### Exercise prompt
I'd like an exact copy of every line from the start of the entries below through the line containing "pub const DEFAULT_API_BASE_URL: &str", please.

### Source records
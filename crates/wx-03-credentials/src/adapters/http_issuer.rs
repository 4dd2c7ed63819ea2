//! HTTP adapter for the platform's credential-issuing endpoints.
//!
//! - `GET {base}/cgi-bin/token?grant_type=client_credential&appid=..&secret=..`
//! - `GET {base}/cgi-bin/ticket/getticket?access_token=..&type=jsapi`
//!
//! Both answer with JSON; a non-zero `errcode` is a platform error.

use crate::domain::credential::IssuedCredential;
use crate::domain::errors::RefreshError;
use crate::ports::outbound::CredentialIssuer;
use async_trait::async_trait;
use reqwest::Client;
use serde::Deserialize;
use shared_types::AccountConfig;
use std::time::Duration;
use tracing::debug;

/// Production API host.
pub const DEFAULT_API_BASE_URL: &str = "https://api.weixin.qq.com";

/// Raw issuer response; token and ticket endpoints share the shape.
#[derive(Debug, Deserialize)]
struct IssueResponse {
    #[serde(default)]
    errcode: i64,
    #[serde(default)]
    errmsg: String,
    access_token: Option<String>,
    ticket: Option<String>,
    expires_in: Option<u64>,
}

impl IssueResponse {
    fn into_credential(
        self,
        pick: fn(Self) -> (Option<String>, Option<u64>),
    ) -> Result<IssuedCredential, RefreshError> {
        if self.errcode != 0 {
            return Err(RefreshError::Platform {
                code: self.errcode,
                message: self.errmsg,
            });
        }
        match pick(self) {
            (Some(value), Some(ttl_secs)) if !value.is_empty() => {
                Ok(IssuedCredential { value, ttl_secs })
            }
            _ => Err(RefreshError::Malformed(
                "missing credential or expires_in".to_string(),
            )),
        }
    }
}

/// Credential issuer backed by the platform HTTP API.
#[derive(Clone)]
pub struct HttpCredentialIssuer {
    client: Client,
    base_url: String,
    app_id: String,
    app_secret: String,
}

impl HttpCredentialIssuer {
    /// Create an issuer for `account` against `base_url`.
    ///
    /// # Errors
    ///
    /// Returns `RefreshError::Transport` if the HTTP client cannot be built.
    pub fn new(
        base_url: impl Into<String>,
        account: &AccountConfig,
        request_timeout: Duration,
    ) -> Result<Self, RefreshError> {
        let client = Client::builder()
            .timeout(request_timeout)
            .build()
            .map_err(|e| RefreshError::Transport(e.to_string()))?;

        Ok(Self {
            client,
            base_url: base_url.into().trim_end_matches('/').to_string(),
            app_id: account.app_id().to_string(),
            app_secret: account.app_secret().to_string(),
        })
    }

    async fn fetch(
        &self,
        path: &str,
        query: &[(&str, &str)],
    ) -> Result<IssueResponse, RefreshError> {
        let response = self
            .client
            .get(format!("{}{}", self.base_url, path))
            .query(query)
            .send()
            .await
            // The URL carries the secret; keep it out of the message.
            .map_err(|e| RefreshError::Transport(e.without_url().to_string()))?;

        let status = response.status();
        if !status.is_success() {
            return Err(RefreshError::Status(status.as_u16()));
        }

        let body = response
            .bytes()
            .await
            .map_err(|e| RefreshError::Transport(e.without_url().to_string()))?;
        serde_json::from_slice(&body).map_err(|e| RefreshError::Malformed(e.to_string()))
    }
}

impl std::fmt::Debug for HttpCredentialIssuer {
    fn fmt(&self, f: &mut std::fmt::Formatter<'_>) -> std::fmt::Result {
        f.debug_struct("HttpCredentialIssuer")
            .field("base_url", &self.base_url)
            .field("app_id", &self.app_id)
            .finish_non_exhaustive()
    }
}

#[async_trait]
impl CredentialIssuer for HttpCredentialIssuer {
    async fn issue_access_token(&self) -> Result<IssuedCredential, RefreshError> {
        debug!(app_id = %self.app_id, "Requesting access token");
        self.fetch(
            "/cgi-bin/token",
            &[
                ("grant_type", "client_credential"),
                ("appid", self.app_id.as_str()),
                ("secret", self.app_secret.as_str()),
            ],
        )
        .await?
        .into_credential(|r| (r.access_token, r.expires_in))
    }

    async fn issue_capability_ticket(
        &self,
        access_token: &str,
    ) -> Result<IssuedCredential, RefreshError> {
        debug!(app_id = %self.app_id, "Requesting capability ticket");
        self.fetch(
            "/cgi-bin/ticket/getticket",
            &[("access_token", access_token), ("type", "jsapi")],
        )
        .await?
        .into_credential(|r| (r.ticket, r.expires_in))
    }
}

#[cfg(test)]
mod tests {
    use super::*;
    use axum::extract::Query;
    use axum::http::StatusCode;
    use axum::routing::get;
    use axum::{Json, Router};
    use serde_json::{json, Value};
    use std::collections::HashMap;

    async fn token(Query(q): Query<HashMap<String, String>>) -> Json<Value> {
        if q.get("grant_type").map(String::as_str) != Some("client_credential") {
            return Json(json!({"errcode": 40002, "errmsg": "invalid grant_type"}));
        }
        if q.get("appid").map(String::as_str) == Some("wx1")
            && q.get("secret").map(String::as_str) == Some("secret")
        {
            Json(json!({"access_token": "ACCESS", "expires_in": 7200}))
        } else {
            Json(json!({"errcode": 40013, "errmsg": "invalid appid"}))
        }
    }

    async fn ticket(Query(q): Query<HashMap<String, String>>) -> Json<Value> {
        match (q.get("access_token"), q.get("type")) {
            (Some(t), Some(kind)) if t == "ACCESS" && kind == "jsapi" => Json(
                json!({"errcode": 0, "errmsg": "ok", "ticket": "TICKET", "expires_in": 7200}),
            ),
            _ => Json(json!({"errcode": 40001, "errmsg": "invalid credential"})),
        }
    }

    async fn spawn_platform() -> String {
        let app = Router::new()
            .route("/cgi-bin/token", get(token))
            .route("/cgi-bin/ticket/getticket", get(ticket))
            .route("/broken/cgi-bin/token", get(|| async { "not json" }))
            .route(
                "/down/cgi-bin/token",
                get(|| async { StatusCode::SERVICE_UNAVAILABLE }),
            );
        let listener = tokio::net::TcpListener::bind("127.0.0.1:0").await.unwrap();
        let addr = listener.local_addr().unwrap();
        tokio::spawn(async move {
            axum::serve(listener, app).await.unwrap();
        });
        format!("http://{addr}")
    }

    fn issuer(base: &str, app_id: &str) -> HttpCredentialIssuer {
        let account = AccountConfig::new(app_id, "secret", "token", false, None).unwrap();
        HttpCredentialIssuer::new(base, &account, Duration::from_secs(5)).unwrap()
    }

    #[tokio::test]
    async fn test_issue_access_token() {
        let base = spawn_platform().await;
        let issued = issuer(&base, "wx1").issue_access_token().await.unwrap();
        assert_eq!(
            issued,
            IssuedCredential {
                value: "ACCESS".into(),
                ttl_secs: 7200
            }
        );
    }

    #[tokio::test]
    async fn test_issue_capability_ticket() {
        let base = spawn_platform().await;
        let issued = issuer(&base, "wx1")
            .issue_capability_ticket("ACCESS")
            .await
            .unwrap();
        assert_eq!(issued.value, "TICKET");

        let err = issuer(&base, "wx1")
            .issue_capability_ticket("WRONG")
            .await
            .unwrap_err();
        assert!(matches!(err, RefreshError::Platform { code: 40001, .. }));
    }

    #[tokio::test]
    async fn test_platform_error_code() {
        let base = spawn_platform().await;
        let err = issuer(&base, "wx_unknown")
            .issue_access_token()
            .await
            .unwrap_err();
        assert_eq!(
            err,
            RefreshError::Platform {
                code: 40013,
                message: "invalid appid".into()
            }
        );
    }

    #[tokio::test]
    async fn test_malformed_and_status_errors() {
        let base = spawn_platform().await;

        let err = issuer(&format!("{base}/broken"), "wx1")
            .issue_access_token()
            .await
            .unwrap_err();
        assert!(matches!(err, RefreshError::Malformed(_)));

        let err = issuer(&format!("{base}/down"), "wx1")
            .issue_access_token()
            .await
            .unwrap_err();
        assert_eq!(err, RefreshError::Status(503));
    }

    #[tokio::test]
    async fn test_transport_error_hides_secret() {
        // Nothing listens on port 9 locally.
        let err = issuer("http://127.0.0.1:9", "wx1")
            .issue_access_token()
            .await
            .unwrap_err();
        match err {
            RefreshError::Transport(msg) => assert!(!msg.contains("secret")),
            other => panic!("expected transport error, got {other:?}"),
        }
    }

    #[test]
    fn test_missing_fields_are_malformed() {
        let response = IssueResponse {
            errcode: 0,
            errmsg: String::new(),
            access_token: Some("A".into()),
            ticket: None,
            expires_in: None,
        };
        assert!(matches!(
            response.into_credential(|r| (r.access_token, r.expires_in)),
            Err(RefreshError::Malformed(_))
        ));
    }
}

### Finished exercise
filename crates/wx-03-credentials/src/adapters/http_issuer.rs
repository 4dd2c7ed63819ea2
//! HTTP adapter for the platform's credential-issuing endpoints.
//!
//! - `GET {base}/cgi-bin/token?grant_type=client_credential&appid=..&secret=..`
//! - `GET {base}/cgi-bin/ticket/getticket?access_token=..&type=jsapi`
//!
//! Both answer with JSON; a non-zero `errcode` is a platform error.

use crate::domain::credential::IssuedCredential;
use crate::domain::errors::RefreshError;
use crate::ports::outbound::CredentialIssuer;
use async_trait::async_trait;
use reqwest::Client;
use serde::Deserialize;
use shared_types::AccountConfig;
use std::time::Duration;
use tracing::debug;

/// Production API host.
pub const DEFAULT_API_BASE_URL: &str = "https://api.weixin.qq.com";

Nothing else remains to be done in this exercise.